Defendant claims that he was denied due process when he was subjected to a second preliminary examination at which, according to defendant, Schueller's testimony was "coached." Subjecting a defendant to repeated preliminary examinations violates due process if the prosecutor attempts to harass the defendant or engage in "judge-shopping." People v Vargo, 139 Mich App 573, 578; 362 NW2d 840 (1984); People v George, 114 Mich App 204, 211-214; 318 NW2d 666, lv den 414 Mich 931 (1982). Unless the prosecutor presents new evidence, a second preliminary examination constitutes harassment violative of due process. Vargo, supra, p 578.

There was no "judge-shopping" here. Further, new evidence was presented at the second preliminary examination, namely, the testimony of Officer Underhill, the officer who arrested defendant based on Schueller's description of the robber, the license number of the robber's vehicle as reported by Schueller, and the defendant's flight upon seeing the officers.

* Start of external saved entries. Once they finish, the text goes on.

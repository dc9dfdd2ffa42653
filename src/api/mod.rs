//! HTTP API module: the `/todo` resource plus health, readiness and metrics.

pub mod handlers;
pub mod routes;

pub use handlers::AppState;
pub use routes::create_router;
//! Integration tests against a real PostgreSQL database.
//!
//! These tests require a reachable DATABASE_URL environment variable.
//! Run with: cargo test --test integration -- --ignored
//!
//! The `todos` table is created if missing. Tests only touch rows they
//! inserted, so they can share a database with other data.

use std::sync::Arc;

use axum::body::Body;
use axum::http::{Method, Request, StatusCode};
use serde_json::{json, Value};
use tower::ServiceExt;

use todo_service::api::{create_router, AppState};
use todo_service::error::RepositoryError;
use todo_service::repository::{PgTodoRepository, TodoRepository};
use todo_service::todo::NewTodo;

/// Connect to the test database, or None when DATABASE_URL is unset.
async fn test_repository() -> Option<PgTodoRepository> {
    dotenvy::dotenv().ok();

    let url = std::env::var("DATABASE_URL").ok()?;
    if url.is_empty() {
        return None;
    }

    let pool = sqlx::PgPool::connect(&url).await.ok()?;
    sqlx::query(
        "CREATE TABLE IF NOT EXISTS todos (id BIGINT PRIMARY KEY, name TEXT, age BIGINT, data TEXT)",
    )
    .execute(&pool)
    .await
    .ok()?;

    PgTodoRepository::with_pool(pool).await.ok()
}

macro_rules! repository_or_skip {
    () => {
        match test_repository().await {
            Some(r) => r,
            None => {
                println!("Skipping: DATABASE_URL not set or unreachable");
                return;
            }
        }
    };
}

#[tokio::test]
#[ignore = "requires DATABASE_URL"]
async fn test_create_and_get() {
    let repo = repository_or_skip!();

    let created = repo
        .create(NewTodo::new("buy milk", 0, "urgent"))
        .await
        .expect("insert failed");
    assert!(created.id > 0);

    let fetched = repo.get_by_id(created.id).await.expect("select failed");
    assert_eq!(fetched, created);

    repo.delete(created.id).await.expect("cleanup failed");
}

#[tokio::test]
#[ignore = "requires DATABASE_URL"]
async fn test_ids_exceed_existing_rows() {
    let repo = repository_or_skip!();

    let first = repo.create(NewTodo::new("a", 1, "")).await.unwrap();

    // A second repository over the same table must not reuse ids.
    let second_repo = PgTodoRepository::with_pool(repo.pool().clone())
        .await
        .unwrap();
    let second = second_repo.create(NewTodo::new("b", 2, "")).await.unwrap();
    assert!(second.id > first.id);

    repo.delete(first.id).await.unwrap();
    repo.delete(second.id).await.unwrap();
}

#[tokio::test]
#[ignore = "requires DATABASE_URL"]
async fn test_get_all_contains_created() {
    let repo = repository_or_skip!();

    let created = repo.create(NewTodo::new("listed", 4, "x")).await.unwrap();
    let all = repo.get_all().await.unwrap();

    assert!(all.iter().any(|todo| todo == &created));
    assert!(all.windows(2).all(|pair| pair[0].id < pair[1].id));

    repo.delete(created.id).await.unwrap();
}

#[tokio::test]
#[ignore = "requires DATABASE_URL"]
async fn test_update_replaces_record() {
    let repo = repository_or_skip!();

    let created = repo.create(NewTodo::new("before", 1, "old")).await.unwrap();
    let replacement = NewTodo::new("after", 2, "").with_id(created.id);

    repo.update(&replacement).await.unwrap();
    assert_eq!(repo.get_by_id(created.id).await.unwrap(), replacement);

    repo.delete(created.id).await.unwrap();
}

#[tokio::test]
#[ignore = "requires DATABASE_URL"]
async fn test_missing_ids_are_not_found() {
    let repo = repository_or_skip!();

    // Negative ids are never issued.
    let ghost = NewTodo::new("ghost", 0, "").with_id(-1);

    assert!(matches!(
        repo.get_by_id(-1).await,
        Err(RepositoryError::NotFound(-1))
    ));
    assert!(matches!(
        repo.update(&ghost).await,
        Err(RepositoryError::NotFound(-1))
    ));
    assert!(matches!(
        repo.delete(-1).await,
        Err(RepositoryError::NotFound(-1))
    ));
}

#[tokio::test]
#[ignore = "requires DATABASE_URL"]
async fn test_http_round_trip() {
    let repo = repository_or_skip!();
    let app = create_router(AppState::new(Arc::new(repo)));

    let request = Request::builder()
        .method(Method::POST)
        .uri("/todo")
        .body(Body::from(r#"{"name":"buy milk","age":0,"data":"urgent"}"#))
        .unwrap();
    let response = app.clone().oneshot(request).await.unwrap();
    assert_eq!(response.status(), StatusCode::OK);

    let body = axum::body::to_bytes(response.into_body(), usize::MAX)
        .await
        .unwrap();
    let id = serde_json::from_slice::<Value>(&body).unwrap()["id"]
        .as_i64()
        .unwrap();

    let request = Request::builder()
        .uri(format!("/todo?id={id}"))
        .body(Body::empty())
        .unwrap();
    let response = app.clone().oneshot(request).await.unwrap();
    assert_eq!(response.status(), StatusCode::OK);

    let body = axum::body::to_bytes(response.into_body(), usize::MAX)
        .await
        .unwrap();
    assert_eq!(
        serde_json::from_slice::<Value>(&body).unwrap(),
        json!({ "id": id, "name": "buy milk", "age": 0, "data": "urgent" })
    );

    let request = Request::builder()
        .method(Method::DELETE)
        .uri(format!("/todo?id={id}"))
        .body(Body::empty())
        .unwrap();
    let response = app.clone().oneshot(request).await.unwrap();
    assert_eq!(response.status(), StatusCode::NO_CONTENT);

    let request = Request::builder()
        .method(Method::DELETE)
        .uri(format!("/todo?id={id}"))
        .body(Body::empty())
        .unwrap();
    let response = app.oneshot(request).await.unwrap();
    assert_eq!(response.status(), StatusCode::NOT_FOUND);
}
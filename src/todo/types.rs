//! Todo record and request/response payloads.

use serde::{Deserialize, Serialize};

/// Server-assigned todo identifier.
pub type TodoId = i64;

/// A stored todo record.
#[derive(Debug, Clone, PartialEq, Eq, Serialize, Deserialize, sqlx::FromRow)]
pub struct Todo {
    /// Unique id, assigned at creation and never changed.
    pub id: TodoId,
    /// Name.
    pub name: String,
    /// Age.
    pub age: i64,
    /// Free-form data.
    pub data: String,
}

/// Todo fields before the server assigns an id.
#[derive(Debug, Clone, Default, PartialEq, Eq)]
pub struct NewTodo {
    /// Name.
    pub name: String,
    /// Age.
    pub age: i64,
    /// Free-form data.
    pub data: String,
}

impl NewTodo {
    /// Create new todo fields.
    pub fn new(name: impl Into<String>, age: i64, data: impl Into<String>) -> Self {
        Self {
            name: name.into(),
            age,
            data: data.into(),
        }
    }

    /// Attach an id, producing a full record.
    pub fn with_id(self, id: TodoId) -> Todo {
        Todo {
            id,
            name: self.name,
            age: self.age,
            data: self.data,
        }
    }
}

/// Body of POST and PUT requests.
///
/// Every field is optional on the wire; absent fields take their zero value.
#[derive(Debug, Clone, Default, PartialEq, Eq, Deserialize)]
#[serde(default)]
pub struct TodoPayload {
    /// Target id. Ignored on create, required on update.
    pub id: Option<TodoId>,
    /// Name.
    pub name: String,
    /// Age.
    pub age: i64,
    /// Free-form data.
    pub data: String,
}

impl TodoPayload {
    /// Drop any client-supplied id.
    pub fn into_new_todo(self) -> NewTodo {
        NewTodo {
            name: self.name,
            age: self.age,
            data: self.data,
        }
    }

    /// Full replacement record, if the payload names a target id.
    pub fn into_todo(self) -> Option<Todo> {
        let id = self.id?;
        Some(self.into_new_todo().with_id(id))
    }
}

/// Response body of a successful create.
#[derive(Debug, Clone, Copy, PartialEq, Eq, Serialize, Deserialize)]
pub struct CreatedResponse {
    /// Assigned id.
    pub id: TodoId,
}
//! HTTP API route definitions.

use axum::{
    routing::{any, get},
    Router,
};
use tower_http::trace::TraceLayer;

use super::handlers::{health, metrics_export, ready, todo, AppState};

/// Create the API router.
pub fn create_router(state: AppState) -> Router {
    Router::new()
        // Health endpoints
        .route("/health", get(health))
        .route("/ready", get(ready))
        .route("/metrics", get(metrics_export))
        // Todo resource, dispatched on method by the handler
        .route("/todo", any(todo))
        .layer(TraceLayer::new_for_http())
        .with_state(state)
}
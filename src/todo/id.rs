//! Monotonic, clock-seeded id generation.

use std::sync::atomic::{AtomicI64, Ordering};

use time::OffsetDateTime;

use super::TodoId;

/// Hands out strictly increasing, strictly positive ids.
///
/// Each id is the current Unix time in nanoseconds, bumped past the previous
/// id when the clock is coarse, stalled, or stepped backwards.
#[derive(Debug, Default)]
pub struct IdGenerator {
    last: AtomicI64,
}

impl IdGenerator {
    /// Create a generator with no ids issued yet.
    pub fn new() -> Self {
        Self::default()
    }

    /// Create a generator whose ids are all greater than `floor`.
    pub fn starting_after(floor: TodoId) -> Self {
        Self {
            last: AtomicI64::new(floor.max(0)),
        }
    }

    /// Issue the next id, or `None` once `i64::MAX` has been handed out.
    pub fn next_id(&self) -> Option<TodoId> {
        let now = clock_nanos();
        let advance = |last: i64| last.checked_add(1).map(|next| now.max(next));

        self.last
            .fetch_update(Ordering::AcqRel, Ordering::Acquire, advance)
            .ok()
            .and_then(advance)
    }

    /// Last id issued (or the seed floor).
    pub fn last_id(&self) -> TodoId {
        self.last.load(Ordering::Acquire)
    }
}

fn clock_nanos() -> i64 {
    let nanos = OffsetDateTime::now_utc().unix_timestamp_nanos();
    nanos.clamp(1, i64::MAX as i128) as i64
}
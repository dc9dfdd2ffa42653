//! Todo record types and id generation.
//!
//! This module handles:
//! - The stored [`Todo`] record and its wire payloads
//! - Server-side id assignment

pub mod id;
pub mod types;

pub use id::IdGenerator;
pub use types::{CreatedResponse, NewTodo, Todo, TodoId, TodoPayload};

Defendant's allegation that Schueller's testimony was coached finds no support in the record. At the conclusion of Schueller's testimony, the examining magistrate examined Schueller extensively concerning why his testimony concerning the robber's facial hair had changed since the first preliminary examination. The magistrate appeared *155 to be satisfied that the testimony was not coached. So are we.

Finally, defendant claims that he was denied his Sixth Amendment right to trial by jury when the prosecutor peremptorily challenged the only two blacks on the petit jury during voir dire. Defendant properly preserved this issue by objecting to the prosecutor's challenge of the blacks on the jury.

The United States Supreme Court has recently held that the peremptory challenge of all members of a defendant's race, on the basis of race, is a denial of equal protection. Batson v Kentucky, 476 US ___; 106 S Ct 1712; 90 L Ed 2d 69 (1986).

In reviewing this issue, this Court must first determine if Batson is to be given retroactive, limited retroactive, or prospective application. We conclude that it is properly given only prospective application, i.e., shall be applied only to cases tried subsequent to its release.

The criteria guiding resolution of the question implicates: (a) the purpose to be served by the new standards, (b) the extent of the reliance by law enforcement officials on the old standards, and (c) the effect on the administration of justice of retroactive application of the new standards. Stovall v Denno, 388 US 293, 297; 87 S Ct 1967; 18 L Ed 2d 1199 (1967).

Batson fashions a jury selection rule designed to: (1) prevent the arbitrary ouster of fairminded and impartial jurors who might protect a defendant from the caprice of government of the majority, (2) assure members of all races the privilege of sitting on a jury unhindered by arbitrary elimination, and (3) assure public confidence in the fairness of our system of justice.

The reliance of prosecutors and trial courts on the previously unfettered right to use peremptory *156 challenges without explanation was great, in light of the United States Supreme Court holding in Swain v Alabama, 380 US 202; 85 S Ct 824; 13 L Ed 2d 759 (1965) (no equal protection violation) and the Michigan Supreme Court holding in People v Roxborough, 307 Mich 575, 594; 12 NW2d 466 (1943), cert den 323 US 749; 65 S Ct 80; 89 L Ed 600 (1944).

A retroactive application of the Batson rule would require review of a multitude of convictions. Even limited retroactive application, i.e., to those appeals pending when Batson was decided, would require new trials or, at the least, evidentiary hearings in each appeal where the issue has been preserved.

None of the above considerations favors even limited retroactive application of Batson. However, before our analysis is complete, those considerations should properly be weighed against the effect that the Batson rule has on the reliability of the fact-finding process at trial. Denno, supra. While we believe that the holding in Batson is laudable and necessary for the reasons stated by the Supreme Court, we believe that the Batson rule has at best an uncertain effect on the fact-finding process. In balance, we believe that Batson v Kentucky should be given only prospective application. Accordingly, we decline to reverse on the basis of defendant's last claim of error.

Affirmed.

NOTES

[*] Circuit judge, sitting on the Court of Appeals by assignment.